During World War II, Chapelle served in the United States Army Transportation Corps ship and boatbuilding program, rising to lieutenant colonel. In 1950, he ventured to England, where he researched colonial ship design on a Guggenheim fellowship. In 1956/57, he served the United Nations Food and Agricultural Organization as a consultant on fishing boat construction to the government of Turkey. Upon returning to America, he was appointed Division of Transportation curator of the National Museum of History and Technology. Ten years later, in 1967, he stepped down as curator to assume the role of senior historian. He retired in 1971, accepting the title of historian emeritus.
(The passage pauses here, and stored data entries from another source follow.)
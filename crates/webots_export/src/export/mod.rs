//! Webots world export
//!
//! Walks a [`SceneSource`](crate::scene::SceneSource) and writes a `.wbt`
//! world: one transform node per exported object, one `Group` of shapes per
//! distinct mesh, `DEF`/`USE` sharing for meshes, coordinates and images.

pub mod cache;
pub mod emitter;
pub mod error;
pub mod exporter;
pub mod geometry;
pub mod hierarchy;
pub mod identifier;
pub mod options;
pub mod overrides;
pub mod paths;
pub mod transform;

#[cfg(test)]
mod tests;

pub use cache::ResourceCache;
pub use emitter::TextEmitter;
pub use error::{ExportError, ExportResult};
pub use exporter::{ExportReport, ExportStats, WebotsExporter};
pub use hierarchy::{build_hierarchy, HierarchyNode};
pub use identifier::{sanitize, IdentifierNamespace};
pub use options::{ensure_extension, ExportOptions, PathMode, SceneHeader};
pub use overrides::{JointOverride, NodeOverride, OverrideEntry, OverrideError, OverrideTable};
pub use paths::{copy_assets, CopySet, PathReference, PathResolver};
pub use transform::{write_transform_begin, write_transform_end, TransformNode, TransformScope};
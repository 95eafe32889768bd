//! Identifier sanitizing
//!
//! Node names in a world file must start with a letter and may only contain
//! upper-case letters, digits and single underscores. [`sanitize`] maps any
//! display name onto that grammar; [`IdentifierNamespace`] adds the numeric
//! suffix that keeps identifiers of one kind, and every `DEF` name, unique
//! within an export.

use std::collections::HashSet;

/// Placeholder for names with no usable characters
pub const EMPTY_IDENTIFIER: &str = "NONE";

/// Map a free-form name to a legal identifier.
///
/// Every character that is not an ASCII letter becomes `_`, runs of `_`
/// collapse to one and leading or trailing `_` are dropped.
pub fn sanitize(name: &str) -> String {
    let mut out = String::with_capacity(name.len());
    for c in name.chars().flat_map(char::to_uppercase) {
        let c = if c.is_ascii_uppercase() { c } else { '_' };
        if c == '_' && (out.is_empty() || out.ends_with('_')) {
            continue;
        }
        out.push(c);
    }
    while out.ends_with('_') {
        out.pop();
    }

    if out.is_empty() {
        EMPTY_IDENTIFIER.to_string()
    } else {
        out
    }
}

/// Set of identifiers already handed out for one resource kind
#[derive(Debug, Default)]
pub struct IdentifierNamespace {
    used: HashSet<String>,
}

impl IdentifierNamespace {
    /// Create an empty namespace
    pub fn new() -> Self {
        Self::default()
    }

    /// Sanitize `name` and reserve it, appending `_001`, `_002`, ... until
    /// the result is unused.
    pub fn unique(&mut self, name: &str) -> String {
        self.reserve(&sanitize(name))
    }

    /// Reserve an identifier that is already legal, suffixing it like
    /// [`unique`](Self::unique) when taken.
    ///
    /// Digits in `identifier` are kept, so derived names such as
    /// `ARM_001_TRANSFORM` survive unchanged.
    pub fn reserve(&mut self, identifier: &str) -> String {
        let mut candidate = identifier.to_string();
        let mut counter = 1u32;
        while self.used.contains(&candidate) {
            candidate = format!("{identifier}_{counter:03}");
            counter += 1;
        }
        self.used.insert(candidate.clone());
        candidate
    }

    /// Whether an identifier is taken
    pub fn contains(&self, identifier: &str) -> bool {
        self.used.contains(identifier)
    }

    /// Number of identifiers handed out
    pub fn len(&self) -> usize {
        self.used.len()
    }

    /// Whether no identifier has been handed out
    pub fn is_empty(&self) -> bool {
        self.used.is_empty()
    }
}

/// Whether `identifier` matches `^[A-Z][A-Z0-9_]*$` with no `__` and no
/// trailing `_`
pub fn is_legal(identifier: &str) -> bool {
    let mut chars = identifier.chars();
    let Some(first) = chars.next() else {
        return false;
    };
    first.is_ascii_uppercase()
        && chars.all(|c| c.is_ascii_uppercase() || c.is_ascii_digit() || c == '_')
        && !identifier.contains("__")
        && !identifier.ends_with('_')
}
Chapelle died in Lewes, Delaware, on June 30, 1975.

==Works==
Chapelle was a small-boat enthusiast and sailor. He felt that inexpensive yachts based on traditional workboats were the most practical way to go sailing and designed a number of small boats. His article on a 14 ft Chesapeake sharpie skiff is typical of many of his articles.

His book American Small Sailing Craft (1951) is considered a classic among small-boat builders and historians. In it he documented many fast-vanishing American working boats.

His other books include:

- American Sailing Craft (1936)
- Yacht Designing and Planning (1936) W. W. Norton & Company, ISBN 0-393-03756-8
- Boatbuilding: A Complete Handbook of Wooden Boat Construction (1941) W.W. Norton & Company Inc.
- The History of American Sailing Ships (1935) W. W. Norton & Company
- The History of the American Sailing Navy: The Ships and Their Development, W. W. Norton & Company, Inc. (1949), ISBN 1-56852-222-3.
- American Small Sailing Craft (1951) W. W. Norton & Company
- The Search for Speed Under Sail: 1700-1855 (1967) W. W. Norton & Company, Inc.
- The Baltimore Clipper
- The American Fishing Schooners 1825-1935 (1973) W. W. Norton & Company Inc., ISBN 0-393-03123-3
- The Bark Canoes and Skin Boats of North America (1964) Smithsonian Institution Press, ISBN 1628737921, cowritten by Howard I. Chapelle and Edwin Tappan Adney.